Dopo le interviste del CT, di Rodri e di Ferran Torres, match-winner della finale, i giocatori si sono incamminati verso il pullman, che girerà nelle strade di Madrid. Nel momento di andare via, capitan Rodri ha dimenticato di portar via la Coppa ed è stato avvertito dai presenti.
Ferran Torres attira l’attenzione con un dettaglio sul suo cappellino. L’attaccante della Nazionale festeggia il titolo con una visiera sulla quale si può leggere “Make Spain Great Again”, un richiamo al noto slogan statunitense dopo il Mondiale disputato in Nord America.
Borja Iglesias si è trasformato in DJ sul pullman scoperto della Roja, la folla è in delirio per le strade di Madrid.

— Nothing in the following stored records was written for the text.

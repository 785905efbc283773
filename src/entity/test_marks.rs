//! 测验成绩实体
//!
//! (student_id, test_id, subject) 是自然键，同一学生同一测验同一科目
//! 重复提交按 upsert 处理，后写覆盖先写并刷新 graded_on。

use sea_orm::entity::prelude::*;

#[derive(Clone, Debug, PartialEq, DeriveEntityModel)]
#[sea_orm(table_name = "test_marks")]
pub struct Model {
    #[sea_orm(primary_key)]
    pub id: i64,
    pub student_id: i64,
    pub test_id: i64,
    pub subject: String,
    pub marks_obtained: f64,
    pub graded_on: i64,
}

#[derive(Copy, Clone, Debug, EnumIter, DeriveRelation)]
pub enum Relation {
    #[sea_orm(
        belongs_to = "super::users::Entity",
        from = "Column::StudentId",
        to = "super::users::Column::Id"
    )]
    Student,
    #[sea_orm(
        belongs_to = "super::tests::Entity",
        from = "Column::TestId",
        to = "super::tests::Column::Id"
    )]
    Test,
}

impl Related<super::users::Entity> for Entity {
    fn to() -> RelationDef {
        Relation::Student.def()
    }
}

impl Related<super::tests::Entity> for Entity {
    fn to() -> RelationDef {
        Relation::Test.def()
    }
}

impl ActiveModelBehavior for ActiveModel {}

impl Model {
    pub fn into_mark(self) -> crate::models::tests::entities::TestMark {
        use crate::models::tests::entities::{Subject, TestMark};
        use chrono::{DateTime, Utc};

        TestMark {
            id: self.id,
            student_id: self.student_id,
            test_id: self.test_id,
            subject: self.subject.parse::<Subject>().unwrap_or(Subject::Coding),
            marks_obtained: self.marks_obtained,
            graded_on: DateTime::<Utc>::from_timestamp(self.graded_on, 0).unwrap_or_default(),
        }
    }
}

Marcos Llorente, Baena e Pubill, i rappresentanti dell’Atlético Madrid in questa convocazione, hanno posizionato una bandiera della Spagna con lo stemma del club sulla parte anteriore del pullman.
Lamine Yamal ha posato con una corona giocattolo e la Coppa del Mondo.
Borja Iglesias guida i cori per Baena, che oggi compie 25 anni. È il primo calciatore della storia a conquistare in modo consecutivo l’Europeo (2024), la medaglia d’oro ai Giochi Olimpici (2024) e la Coppa del Mondo (2026). Per questo, il comune della sua città natale ha annunciato oggi che sarà nominato Figlio Prediletto di Roquetas de Mar.
Lamine regge un cartello su cui è scritto che Paredes e Gavi si affronteranno nella Velada VII, evento di boxe organizzato da Ibai Llanos.
Circa 1,8 milioni di persone, secondo la Delegazione del Governo, si sono strette attorno alla nazionale per le strade di Madrid, in uno storico bagno di folla che ha accompagnato l’autobus scoperto tra cori, bandiere e dimostrazioni d’affetto.
La Nazionale spagnola è finalmente arrivata a Plaza de Cibeles. Calciatori chiamati sul palco singolarmente, in una cerimonia stile NBA.
Curiosa la scelta di Marc Cucurella, presentato sul palco di Plaza de Cibeles con una canzone del rapper argentino Duki. Sui social tutti hanno pensato immediatamente ad una possibile derisione nei confronti dell’Argentina.
Il commissario tecnico riceve un’ovazione assordante e finisce per essere lanciato in aria dai suoi giocatori. Suona Quijote, di Julio Iglesias, e l’allenatore non può fare a meno di canticchiarla.
Il terzino chiede silenzio al pubblico e invita Cibeles a intonare il suo ormai celebre coro: “Cu, cu, Cucurella, si mangia una paella… Haaland trema, che arriva Cucurella”. La tifoseria risponde all’unisono.
Il capitano Rodri e il sindaco di Madrid José Luis Martínez Almeida si sono abbracciati calorosamente.
“Sembrava che avessimo vinto la coppa Coca Cola, ma abbiamo vinto la Coppa del Mondo. E quante ne abbiamo? Questi ragazzi qui sono pazzeschi e non so cos’altro dire. Vorrei ricordare una persona molto importante per me, un giocatore che è stato ingiustamente criticato e che oggi è storia del calcio spagnolo: Ferran”.
“Viva il Re, viva la madre che mi ha partorito, viva la madre che li ha partoriti!”, ha gridato il madrileno.
Al grido di “Campioni, campioni!”, Rodri torna ad alzare la Coppa del Mondo, come aveva già fatto sul prato del New Jersey. Suona la musica, esplodono i coriandoli e Cibeles si unisce in un’ultima celebrazione prima di mettere il sigillo finale a una notte per la storia.